The Jury Deliberation

Turning their chairs — placed in double rows of six — to face each other, the members of the jury solemnly began their task. Jeremy, the foreperson, took charge and asked for initial verdicts.

“The homeless people are guilty — no!” said Keisha, who was passionate about her ideas, but couldn’t always find the right words to express herself. “What’s that word that means they didn’t do it? Yeah, that’s right, innocent!”

Ten others proceeded with “innocent” verdicts. Melanie, a sly smile revealing her willingness to stand out on her own, asserted, “Guilty!”

“But Melanie, what if they are thrown into jail?” asked Brandon, a quiet, thoughtful boy. “The whole family will be sleeping on hard, cold floors. And they might get beaten up.”

“Yeah,” agreed Greg. “I know about that. My dad got beaten up in jail.”

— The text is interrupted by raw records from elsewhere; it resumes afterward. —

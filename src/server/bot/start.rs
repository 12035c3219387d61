use std::sync::Arc;

use serenity::all::{Client, GatewayIntents, Http};

use crate::server::{bot::handler::Handler, config::Config, error::AppError, state::AppState};

/// HTTP client used for every outbound Discord request made by the services.
pub fn discord_http(config: &Config) -> Arc<Http> {
    Arc::new(Http::new(&config.discord_bot_token))
}

/// Builds the Discord bot client.
///
/// # Arguments
/// - `config` - Application configuration holding the bot token
/// - `state` - Shared services handed to the event handler
///
/// # Returns
/// - `Ok(Client)` - Client ready to be started with [`start_bot`]
/// - `Err(AppError::DiscordErr)` - Client construction failed
pub async fn init_bot(config: &Config, state: AppState) -> Result<Client, AppError> {
    // MESSAGE_CONTENT is privileged and must be enabled in the Discord Developer Portal,
    // without it transcripts contain empty messages
    let intents =
        GatewayIntents::GUILDS | GatewayIntents::GUILD_MESSAGES | GatewayIntents::MESSAGE_CONTENT;

    let client = Client::builder(&config.discord_bot_token, intents)
        .event_handler(Handler::new(state))
        .await?;

    Ok(client)
}

/// Starts the Discord bot in a blocking manner
///
/// Should be called from within a tokio::spawn task since it will block until the bot
/// shuts down.
pub async fn start_bot(mut client: Client) -> Result<(), AppError> {
    tracing::info!("Starting Discord bot...");

    client.start().await?;

    Ok(())
}
//! Delayed, cancellable deletion of closed ticket channels.

use std::{
    collections::HashMap,
    sync::{Arc, Mutex, MutexGuard},
    time::Duration,
};

use tokio::task::JoinHandle;

use crate::server::service::discord::DiscordGateway;

/// Tracks one pending deletion task per channel.
///
/// Deletion failures are logged and never retried; the ticket has already left the
/// registry by the time a deletion is scheduled.
#[derive(Clone)]
pub struct DeletionScheduler {
    gateway: Arc<dyn DiscordGateway>,
    pending: Arc<Mutex<HashMap<u64, JoinHandle<()>>>>,
}

impl DeletionScheduler {
    pub fn new(gateway: Arc<dyn DiscordGateway>) -> Self {
        Self {
            gateway,
            pending: Arc::new(Mutex::new(HashMap::new())),
        }
    }

    fn pending(&self) -> MutexGuard<'_, HashMap<u64, JoinHandle<()>>> {
        self.pending
            .lock()
            .unwrap_or_else(|poisoned| poisoned.into_inner())
    }

    /// Deletes `channel_id` after `delay`, replacing any deletion already pending for it.
    pub fn schedule(&self, channel_id: u64, delay: Duration) {
        let gateway = self.gateway.clone();
        let pending = self.pending.clone();

        // Held until the handle is stored, so the task cannot deregister itself first.
        let mut tasks = self.pending();
        if let Some(previous) = tasks.remove(&channel_id) {
            previous.abort();
        }

        let handle = tokio::spawn(async move {
            tokio::time::sleep(delay).await;

            pending
                .lock()
                .unwrap_or_else(|poisoned| poisoned.into_inner())
                .remove(&channel_id);

            match gateway.delete_channel(channel_id).await {
                Ok(()) => tracing::info!("Deleted ticket channel {}", channel_id),
                Err(e) => tracing::warn!("Failed to delete ticket channel {}: {}", channel_id, e),
            }
        });

        tasks.insert(channel_id, handle);
        tracing::debug!(
            "Scheduled deletion of channel {} in {}s",
            channel_id,
            delay.as_secs()
        );
    }

    /// Cancels a pending deletion. Returns whether one was pending.
    pub fn cancel(&self, channel_id: u64) -> bool {
        match self.pending().remove(&channel_id) {
            Some(handle) => {
                handle.abort();
                true
            }
            None => false,
        }
    }

    /// Aborts every pending timer and deletes those channels immediately.
    ///
    /// Returns the number of channels deleted.
    pub async fn flush(&self) -> usize {
        let drained: Vec<(u64, JoinHandle<()>)> = self.pending().drain().collect();

        let mut deleted = 0;
        for (channel_id, handle) in drained {
            handle.abort();

            match self.gateway.delete_channel(channel_id).await {
                Ok(()) => deleted += 1,
                Err(e) => tracing::warn!(
                    "Failed to delete ticket channel {} during flush: {}",
                    channel_id,
                    e
                ),
            }
        }

        deleted
    }

    pub fn pending_count(&self) -> usize {
        self.pending().len()
    }
}
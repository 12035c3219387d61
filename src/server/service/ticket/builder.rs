//! Channel names, permission overwrites and messages for the ticket lifecycle.

use chrono::{DateTime, Utc};
use serenity::all::{
    ButtonStyle, CreateActionRow, CreateButton, CreateEmbed, CreateEmbedFooter,
    CreateMessage, EditMessage, PermissionOverwrite, PermissionOverwriteType, Permissions,
    RoleId, Timestamp, UserId,
};

use crate::{
    model::ticket::{Department, Priority},
    server::{error::AppError, model::ticket::Ticket, util::id::discord_id},
};

/// Category created for ticket channels when none is configured.
pub const TICKET_CATEGORY_NAME: &str = "Tickets";

pub const CLAIM_BUTTON_ID: &str = "ticket_claim";
pub const CLOSE_BUTTON_ID: &str = "ticket_close";

const MAX_CHANNEL_NAME_LEN: usize = 100;
const UNPRIORITIZED_COLOR: u32 = 0x5865f2;
const CLAIMED_COLOR: u32 = 0x3498db;
const CLOSED_COLOR: u32 = 0xe74c3c;

/// Lowercases `raw` and collapses everything outside `[a-z0-9]` into single dashes.
pub fn sanitize_channel_segment(raw: &str) -> String {
    let mut out = String::with_capacity(raw.len());
    for c in raw.chars().flat_map(char::to_lowercase) {
        if c.is_ascii_alphanumeric() {
            out.push(c);
        } else if !out.is_empty() && !out.ends_with('-') {
            out.push('-');
        }
    }

    let trimmed = out.trim_end_matches('-');
    if trimmed.is_empty() {
        "user".to_string()
    } else {
        trimmed.to_string()
    }
}

/// Base channel name for a new ticket: `ticket-<department>-<username>`.
pub fn channel_name(department: Department, username: &str) -> String {
    truncate(format!(
        "ticket-{}-{}",
        department.slug(),
        sanitize_channel_segment(username)
    ))
}

/// Channel name shown for a ticket, prefixed with its priority when one is set.
pub fn display_channel_name(base: &str, priority: Option<Priority>) -> String {
    match priority {
        Some(priority) => truncate(format!("{}-{}", priority.slug(), base)),
        None => base.to_string(),
    }
}

fn truncate(mut name: String) -> String {
    if name.len() > MAX_CHANNEL_NAME_LEN {
        name.truncate(MAX_CHANNEL_NAME_LEN);
        let trimmed = name.trim_end_matches('-').len();
        name.truncate(trimmed);
    }
    name
}

/// Permission overwrites for a ticket channel.
///
/// `@everyone` loses view access, the opener and every staff role gain it, and each
/// blocked role is denied view. The opener's grant is a member overwrite, which takes
/// precedence over any role denial.
///
/// # Arguments
/// - `guild_id`: Guild id, which is also the `@everyone` role id
/// - `opener_id`: Member opening the ticket
/// - `staff_role_ids`: Department role and oversight role, when configured
/// - `blocked_role_ids`: Roles explicitly denied access
pub fn channel_overwrites(
    guild_id: u64,
    opener_id: u64,
    staff_role_ids: &[u64],
    blocked_role_ids: &[u64],
) -> Result<Vec<PermissionOverwrite>, AppError> {
    let staff_allow = Permissions::VIEW_CHANNEL
        | Permissions::SEND_MESSAGES
        | Permissions::READ_MESSAGE_HISTORY;

    let mut overwrites = vec![
        PermissionOverwrite {
            allow: Permissions::empty(),
            deny: Permissions::VIEW_CHANNEL,
            kind: PermissionOverwriteType::Role(discord_id::<RoleId>(guild_id)?),
        },
        PermissionOverwrite {
            allow: staff_allow | Permissions::ATTACH_FILES,
            deny: Permissions::empty(),
            kind: PermissionOverwriteType::Member(discord_id::<UserId>(opener_id)?),
        },
    ];

    for role_id in staff_role_ids {
        overwrites.push(PermissionOverwrite {
            allow: staff_allow,
            deny: Permissions::empty(),
            kind: PermissionOverwriteType::Role(discord_id::<RoleId>(*role_id)?),
        });
    }

    for role_id in blocked_role_ids {
        if staff_role_ids.contains(role_id) {
            continue;
        }
        overwrites.push(PermissionOverwrite {
            allow: Permissions::empty(),
            deny: Permissions::VIEW_CHANNEL,
            kind: PermissionOverwriteType::Role(discord_id::<RoleId>(*role_id)?),
        });
    }

    Ok(overwrites)
}

fn embed_timestamp(at: DateTime<Utc>) -> Option<Timestamp> {
    Timestamp::from_unix_timestamp(at.timestamp()).ok()
}

/// Embed of the control message, reflecting priority and claim state.
pub fn control_embed(ticket: &Ticket) -> CreateEmbed {
    let title = match ticket.priority {
        Some(priority) => format!(
            "[{}] {} Ticket",
            priority.label().to_uppercase(),
            ticket.department.label()
        ),
        None => format!("{} Ticket", ticket.department.label()),
    };
    let color = match ticket.priority {
        Some(priority) => priority.color(),
        None if ticket.is_claimed() => CLAIMED_COLOR,
        None => UNPRIORITIZED_COLOR,
    };
    let status = match ticket.claimed_by {
        Some(staff_id) => format!("Claimed by <@{}>", staff_id),
        None => "Waiting for staff".to_string(),
    };

    let mut embed = CreateEmbed::new()
        .title(title)
        .description(format!(
            "Thanks for reaching out, <@{}>. Describe your issue and a member of the {} team will be with you shortly.",
            ticket.opener_id,
            ticket.department.label()
        ))
        .color(color)
        .field("Department", ticket.department.label(), true)
        .field(
            "Priority",
            ticket.priority.map(|p| p.label()).unwrap_or("None"),
            true,
        )
        .field("Status", status, true)
        .footer(CreateEmbedFooter::new(format!("Opened by {}", ticket.opener_id)));

    if let Some(timestamp) = embed_timestamp(ticket.start_time) {
        embed = embed.timestamp(timestamp);
    }

    embed
}

/// Claim and Close buttons; the Claim button is gone once the ticket is claimed.
pub fn control_components(ticket: &Ticket) -> Vec<CreateActionRow> {
    let mut buttons = Vec::with_capacity(2);
    if !ticket.is_claimed() {
        buttons.push(
            CreateButton::new(CLAIM_BUTTON_ID)
                .label("Claim")
                .style(ButtonStyle::Success),
        );
    }
    buttons.push(
        CreateButton::new(CLOSE_BUTTON_ID)
            .label("Close")
            .style(ButtonStyle::Danger),
    );

    vec![CreateActionRow::Buttons(buttons)]
}

/// Initial control message, pinging the opener and the department role.
pub fn control_message(ticket: &Ticket, department_role_id: u64) -> CreateMessage {
    CreateMessage::new()
        .content(format!("<@{}> <@&{}>", ticket.opener_id, department_role_id))
        .embed(control_embed(ticket))
        .components(control_components(ticket))
}

/// Edit bringing the control message in line with the ticket's current state.
pub fn control_edit(ticket: &Ticket) -> EditMessage {
    EditMessage::new()
        .embed(control_embed(ticket))
        .components(control_components(ticket))
}

pub fn claimed_notice(staff_id: u64) -> CreateMessage {
    CreateMessage::new().content(format!(
        "<@{}> has claimed this ticket and will be assisting you.",
        staff_id
    ))
}

pub fn priority_notice(actor_id: u64, priority: Priority) -> CreateMessage {
    CreateMessage::new().embed(
        CreateEmbed::new()
            .description(format!(
                "Priority set to **{}** by <@{}>.",
                priority.label(),
                actor_id
            ))
            .color(priority.color()),
    )
}

pub fn closing_notice(closer_id: u64, delay_secs: u64) -> CreateMessage {
    CreateMessage::new().embed(
        CreateEmbed::new()
            .title("Ticket Closed")
            .description(format!(
                "Closed by <@{}>. This channel will be deleted in {} seconds.",
                closer_id, delay_secs
            ))
            .color(CLOSED_COLOR),
    )
}

/// Audit log entry for a closed ticket.
pub fn audit_embed(
    ticket: &Ticket,
    closed_by: u64,
    closed_at: DateTime<Utc>,
    duration_minutes: i64,
    transcript_saved: bool,
) -> CreateEmbed {
    let claimant = match ticket.claimed_by {
        Some(staff_id) => format!("<@{}>", staff_id),
        None => "Unclaimed".to_string(),
    };

    let mut embed = CreateEmbed::new()
        .title("Ticket Closed")
        .description(format!(
            "`#{}` (<#{}>)",
            ticket.channel_name, ticket.channel_id
        ))
        .color(CLOSED_COLOR)
        .field("Opened by", format!("<@{}>", ticket.opener_id), true)
        .field("Claimed by", claimant, true)
        .field("Closed by", format!("<@{}>", closed_by), true)
        .field("Department", ticket.department.label(), true)
        .field(
            "Priority",
            ticket.priority.map(|p| p.label()).unwrap_or("None"),
            true,
        )
        .field("Duration", format!("{} min", duration_minutes), true)
        .field(
            "Transcript",
            if transcript_saved {
                "Attached"
            } else {
                "Unavailable"
            },
            true,
        );

    if let Some(timestamp) = embed_timestamp(closed_at) {
        embed = embed.timestamp(timestamp);
    }

    embed
}
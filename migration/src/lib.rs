pub use sea_orm_migration::prelude::*;

mod m20260301_000001_create_ticket_table;
mod m20260301_000002_create_ticket_cooldown_table;

pub struct Migrator;

#[async_trait::async_trait]
impl MigratorTrait for Migrator {
    fn migrations() -> Vec<Box<dyn MigrationTrait>> {
        vec![
            Box::new(m20260301_000001_create_ticket_table::Migration),
            Box::new(m20260301_000002_create_ticket_cooldown_table::Migration),
        ]
    }
}
//! Channel event handler keeping the ticket registry in step with Discord.
//!
//! Staff can delete a ticket channel from the Discord client without going through the
//! close button. The ticket is then dropped so its opener isn't blocked by a ticket
//! that no longer has a channel.

use serenity::all::{Context, GuildChannel, Message};

use crate::server::service::ticket::TicketService;

/// Handles the channel_delete event when a channel is deleted from a guild.
///
/// # Arguments
/// - `tickets` - Ticket service holding the registry and snapshot
/// - `_ctx` - Discord context (unused, required by event handler signature)
/// - `channel` - The deleted guild channel from Discord
/// - `_messages` - Messages that were in the channel if available (unused)
pub async fn handle_channel_delete(
    tickets: &TicketService,
    _ctx: Context,
    channel: GuildChannel,
    _messages: Option<Vec<Message>>,
) {
    let channel_id = channel.id.get();

    if tickets.forget_channel(channel_id).await.is_some() {
        tracing::info!(
            "Dropped ticket for channel {} deleted from guild {}",
            channel.name,
            channel.guild_id.get()
        );
    }
}
//! Persistence layer for the ticket registry snapshot and guild configuration.
//!
//! Repositories wrap SeaORM entity access for the `ticket` and `ticket_cooldown` tables
//! and return entity models; conversion into domain models happens in the service layer
//! via `Ticket::from_entity`. The guild configuration is a single JSON record kept on
//! disk by `GuildConfigStore`.

pub mod guild_config;
pub mod ticket;
pub mod ticket_cooldown;

#[cfg(test)]
mod test;
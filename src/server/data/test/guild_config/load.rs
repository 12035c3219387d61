use super::*;

/// Tests loading when no config file has been written yet.
///
/// Expected: Ok with every setting unset
#[tokio::test]
async fn returns_default_when_missing() {
    let dir = tempfile::tempdir().unwrap();
    let store = GuildConfigStore::new(dir.path().join("guild_config.json"));

    let config = store.load().await.unwrap();

    assert_eq!(config, GuildConfig::default());
}

/// Tests loading a file that is not valid JSON.
///
/// Expected: Err(GuildConfigParse)
#[tokio::test]
async fn fails_on_malformed_file() {
    let dir = tempfile::tempdir().unwrap();
    let path = dir.path().join("guild_config.json");
    std::fs::write(&path, "{ not json").unwrap();

    let store = GuildConfigStore::new(path);
    let result = store.load().await;

    assert!(matches!(result, Err(ConfigError::GuildConfigParse { .. })));
}
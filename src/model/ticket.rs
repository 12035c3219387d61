use serde::{Deserialize, Serialize};
use std::fmt;

/// Staff group a ticket is routed to.
///
/// Each department maps to one configured staff role which is granted access to the
/// ticket channel and pinged in the control message.
#[derive(Debug, Clone, Copy, PartialEq, Eq, Hash, Serialize, Deserialize)]
#[serde(rename_all = "kebab-case")]
pub enum Department {
    General,
    InternalAffairs,
    Management,
    Partnership,
}

impl Department {
    /// Every department in panel display order.
    pub const ALL: [Department; 4] = [
        Department::General,
        Department::InternalAffairs,
        Department::Management,
        Department::Partnership,
    ];

    /// Stable identifier used in custom ids, channel names and storage.
    pub fn slug(&self) -> &'static str {
        match self {
            Self::General => "general",
            Self::InternalAffairs => "internal-affairs",
            Self::Management => "management",
            Self::Partnership => "partnership",
        }
    }

    /// Parses a department from its slug.
    ///
    /// # Returns
    /// - `Some(Department)` - Slug matched a department
    /// - `None` - Unknown slug
    pub fn from_slug(slug: &str) -> Option<Self> {
        Self::ALL.into_iter().find(|department| department.slug() == slug)
    }

    /// Human readable name shown in panels and embeds.
    pub fn label(&self) -> &'static str {
        match self {
            Self::General => "General Support",
            Self::InternalAffairs => "Internal Affairs",
            Self::Management => "Management",
            Self::Partnership => "Partnership",
        }
    }

    /// Short description shown under the option in the ticket panel menu.
    pub fn description(&self) -> &'static str {
        match self {
            Self::General => "Questions, help and general issues",
            Self::InternalAffairs => "Report a staff member",
            Self::Management => "Appeals and matters for senior staff",
            Self::Partnership => "Partnership and affiliation requests",
        }
    }
}

impl fmt::Display for Department {
    fn fmt(&self, f: &mut fmt::Formatter<'_>) -> fmt::Result {
        f.write_str(self.label())
    }
}

/// Urgency tag attached to a ticket. Affects display only.
#[derive(Debug, Clone, Copy, PartialEq, Eq, Hash, PartialOrd, Ord, Serialize, Deserialize)]
#[serde(rename_all = "kebab-case")]
pub enum Priority {
    Low,
    Medium,
    High,
    Urgent,
}

impl Priority {
    pub const ALL: [Priority; 4] = [
        Priority::Low,
        Priority::Medium,
        Priority::High,
        Priority::Urgent,
    ];

    pub fn slug(&self) -> &'static str {
        match self {
            Self::Low => "low",
            Self::Medium => "medium",
            Self::High => "high",
            Self::Urgent => "urgent",
        }
    }

    pub fn from_slug(slug: &str) -> Option<Self> {
        Self::ALL.into_iter().find(|priority| priority.slug() == slug)
    }

    pub fn label(&self) -> &'static str {
        match self {
            Self::Low => "Low",
            Self::Medium => "Medium",
            Self::High => "High",
            Self::Urgent => "Urgent",
        }
    }

    /// Embed colour for the control message once this priority is set.
    pub fn color(&self) -> u32 {
        match self {
            Self::Low => 0x2ecc71,
            Self::Medium => 0xf1c40f,
            Self::High => 0xe67e22,
            Self::Urgent => 0xe74c3c,
        }
    }
}

impl fmt::Display for Priority {
    fn fmt(&self, f: &mut fmt::Formatter<'_>) -> fmt::Result {
        f.write_str(self.label())
    }
}
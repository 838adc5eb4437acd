//! cg-sql - SQL generation for cohortgen
//!
//! Renders code-list, criteria and union views from value sets, builds count
//! cubes from a Jinja template and rewrites them as views, and writes every
//! generated statement to `<output_dir>/<table_name>.sql`.

pub mod artifacts;
pub mod counts;
pub mod cube;
pub mod error;
pub mod render;

pub use counts::{CountBuilder, TemplateCountBuilder};
pub use cube::{cube, render_cube, CubeSpec};
pub use error::{SqlGenError, SqlGenResult};
pub use render::table_as_view;
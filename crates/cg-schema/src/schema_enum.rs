//! Macro for closed vocabularies used in extraction records.

/// Define an enum whose variants serialize to fixed labels.
///
/// Generates `ALL`, `as_str()`, `labels()`, `Display` and a `Default` that
/// returns the named "not mentioned" variant, so a record missing the field
/// still deserializes.
macro_rules! schema_enum {
    (
        $(#[$meta:meta])*
        pub enum $Name:ident {
            $( $Variant:ident => $label:literal ),+ $(,)?
        }
        default = $Default:ident;
    ) => {
        $(#[$meta])*
        #[derive(Debug, Clone, Copy, PartialEq, Eq, Hash, serde::Serialize, serde::Deserialize)]
        pub enum $Name {
            $(
                #[serde(rename = $label)]
                $Variant,
            )+
        }

        impl $Name {
            /// Every variant, in declaration order.
            pub const ALL: &'static [$Name] = &[$($Name::$Variant),+];

            /// Serialized label.
            pub fn as_str(&self) -> &'static str {
                match self {
                    $($Name::$Variant => $label,)+
                }
            }

            /// Serialized labels of every variant.
            pub fn labels() -> Vec<&'static str> {
                Self::ALL.iter().map(|v| v.as_str()).collect()
            }
        }

        impl Default for $Name {
            fn default() -> Self {
                $Name::$Default
            }
        }

        impl std::fmt::Display for $Name {
            fn fmt(&self, f: &mut std::fmt::Formatter<'_>) -> std::fmt::Result {
                f.write_str(self.as_str())
            }
        }
    };
}

pub(crate) use schema_enum;
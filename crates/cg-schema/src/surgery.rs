//! Surgical procedures for the tumor

use crate::describe::{span_fields, Described, FieldDoc};
use crate::mention::SpanMention;
use crate::schema_enum::schema_enum;
use serde::{Deserialize, Serialize};

schema_enum! {
    pub enum SurgicalType {
        Biopsy => "BIOPSY",
        Resection => "RESECTION",
        Debulking => "DEBULKING",
        Ablation => "ABLATION",
        Endoscopic => "ENDOSCOPIC",
        Craniotomy => "CRANIOTOMY",
        Other => "OTHER",
        NotMentioned => "NOT_MENTIONED",
    }
    default = NotMentioned;
}

schema_enum! {
    pub enum SurgicalApproach {
        Open => "OPEN",
        Awake => "AWAKE",
        Endoscopic => "ENDOSCOPIC",
        Stereotactic => "STEREOTACTIC",
        Laser => "LASER",
        Keyhole => "KEYHOLE",
        NotMentioned => "NOT_MENTIONED",
    }
    default = NotMentioned;
}

schema_enum! {
    pub enum ExtentOfResection {
        GrossTotal => "GROSS_TOTAL",
        Subtotal => "SUBTOTAL",
        Partial => "PARTIAL",
        BiopsyOnly => "BIOPSY_ONLY",
        Supratotal => "SUPRATOTAL",
        NotApplicable => "NOT_APPLICABLE",
        NotMentioned => "NOT_MENTIONED",
    }
    default = NotMentioned;
}

/// A surgical procedure performed for the tumor.
#[derive(Debug, Clone, Default, PartialEq, Serialize, Deserialize)]
pub struct SurgeryMention {
    #[serde(flatten)]
    pub mention: SpanMention,

    #[serde(default)]
    pub surgical_type: SurgicalType,

    #[serde(default)]
    pub approach: SurgicalApproach,

    #[serde(default)]
    pub extent_of_resection: ExtentOfResection,

    #[serde(default)]
    pub anatomical_site: Option<String>,

    #[serde(default)]
    pub technique_details: Option<String>,

    #[serde(default)]
    pub complications: Option<String>,
}

impl Described for SurgeryMention {
    const NAME: &'static str = "SurgeryMention";
    const DESCRIPTION: &'static str =
        "Surgical procedure for the tumor with its type, approach and extent of resection.";

    fn fields() -> Vec<FieldDoc> {
        let mut fields = span_fields();
        fields.extend([
            FieldDoc::new(
                "surgical_type",
                "enum",
                "High-level categorization of the surgery (biopsy, resection, ablation, etc.).",
            )
            .with_values(SurgicalType::labels()),
            FieldDoc::new(
                "approach",
                "enum",
                "Technical approach used during the surgery (open, awake, stereotactic, laser).",
            )
            .with_values(SurgicalApproach::labels()),
            FieldDoc::new(
                "extent_of_resection",
                "enum",
                "Reported extent of tumor resection.",
            )
            .with_values(ExtentOfResection::labels()),
            FieldDoc::new(
                "anatomical_site",
                "string",
                "Anatomical site of surgery (e.g., 'left frontal lobe').",
            ),
            FieldDoc::new(
                "technique_details",
                "string",
                "Additional operative details (e.g., 'intraoperative mapping', 'iMRI-guided').",
            ),
            FieldDoc::new(
                "complications",
                "string",
                "Intraoperative or postoperative complications if mentioned.",
            ),
        ]);
        fields
    }
}
//! Root record of a glioma chart annotation

use crate::describe::{Described, FieldDoc};
use crate::drugs::{MedicationMention, RxClassCancerMention};
use crate::genes::{TargetGeneticTestMention, VariantMention};
use crate::pathology::{BehaviorMention, GradeMention, MorphologyMention, TopographyMention};
use crate::surgery::SurgeryMention;
use serde::{Deserialize, Serialize};

/// Everything extracted from one clinical note.
#[derive(Debug, Clone, Default, PartialEq, Serialize, Deserialize)]
#[serde(deny_unknown_fields)]
pub struct GliomaCaseAnnotation {
    #[serde(default)]
    pub topography_mention: TopographyMention,

    #[serde(default)]
    pub morphology_mention: MorphologyMention,

    #[serde(default)]
    pub behavior_mention: BehaviorMention,

    #[serde(default)]
    pub grade_mention: GradeMention,

    #[serde(default)]
    pub target_genetic_test_mention: TargetGeneticTestMention,

    #[serde(default)]
    pub variant_mention: VariantMention,

    #[serde(default)]
    pub medication_mention: MedicationMention,

    #[serde(default)]
    pub rx_class_cancer_mention: RxClassCancerMention,

    #[serde(default)]
    pub surgery_mention: SurgeryMention,
}

impl GliomaCaseAnnotation {
    /// Parse an annotation from JSON text.
    pub fn from_json(text: &str) -> serde_json::Result<Self> {
        serde_json::from_str(text)
    }
}

impl Described for GliomaCaseAnnotation {
    const NAME: &'static str = "GliomaCaseAnnotation";
    const DESCRIPTION: &'static str = "Root of a glioma case annotation.";

    fn fields() -> Vec<FieldDoc> {
        vec![
            FieldDoc::new("topography_mention", "TopographyMention", "Tumor site."),
            FieldDoc::new("morphology_mention", "MorphologyMention", "Tumor histology."),
            FieldDoc::new("behavior_mention", "BehaviorMention", "Tumor behavior."),
            FieldDoc::new("grade_mention", "GradeMention", "Tumor grade."),
            FieldDoc::new(
                "target_genetic_test_mention",
                "TargetGeneticTestMention",
                "Targeted genetic testing.",
            ),
            FieldDoc::new(
                "variant_mention",
                "GeneticVariantMention",
                "Reported genetic variant.",
            ),
            FieldDoc::new("medication_mention", "MedicationMention", "Any medication."),
            FieldDoc::new(
                "rx_class_cancer_mention",
                "RxClassCancerMention",
                "Cancer drug and its class.",
            ),
            FieldDoc::new("surgery_mention", "SurgeryMention", "Tumor surgery."),
        ]
    }
}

“Give them a chance,” said Jamie, a student whose voice is rarely heard in group discussions, but whose family I know had been homeless for months. “They just need a roof over their heads.”

“What was they supposed to do?” agreed Tasha. “They wasn’t hurting nobody. They was just minding they own business.”

Silent, with arms crossed against her chest, Melanie held her ground. “Still guilty,” was all she said.

Greg, normally quiet and unassertive in class, became vehement: “You’ve got to have a good reason. You can’t just do this to this family. What did they do to you?”

Then, two other students joined in on the guilty charge, saying that the home- less family was scaring the kids walking to school.

“What?” said Brandon, now shouting, “Did they have weapons — a knife or anything? Did they try to hurt the kids? They were just taking care of themselves.”

After several more minutes of debate, Jeremy took a final vote: Eleven said “Innocent” and only one (still Melanie) voted “Guilty.”

As the rest of the class filed in from recess, the judge took his seat. “Order in the court,” he demanded, pounding the hammer on his desk. The jury’s foreper- son announced the verdict: 11-1, “not guilty.” The class cheered.

Epilogue 

The trial was over, but not the tribulations of the families in my class. Some found housing; for one family of seven, it amounted to one room in a transitional housing shelter. The family of Keisha, who was finally beginning to make some progress in school after two years of absenteeism and “attitude problems,” had been evicted from their apartment and was living in the YWCA. Her family joined the ranks of the homeless, moving back and forth from the YWCA to relatives’ apartments, finally to transitional housing. The district paid for Keisha to be taxied to our school for 30 days; then, still without permanent housing, she was forced to bid our school (the only place of permanency for her over the last month) a tearful farewell. Brandon also moved to another school, his fifth school within the last two years.

Several months ago I heard a voice call out my name in the parking lot of a shopping mall. I looked around, but before I could locate the voice, a body bounded into my arms.

“Keisha! How have you been doing?” I asked as we hugged.

Keisha said she was now living in an apartment and going to another new school. “I miss you,” she said, still hang- ing on to me. “I miss the class.”

I missed her, too, and didn’t even let myself wonder about how many steps backwards she had taken academically and behaviorally in her journey from school to school. I could only hope that our trial and related activities had removed some of the stigma of being homeless, and that our classroom had become a place where the homeless were not viewed as criminals and where housing was seen as a basic right.

Kate Lyman teaches in Madison, WI. The names of the children ere changed to protect their identities.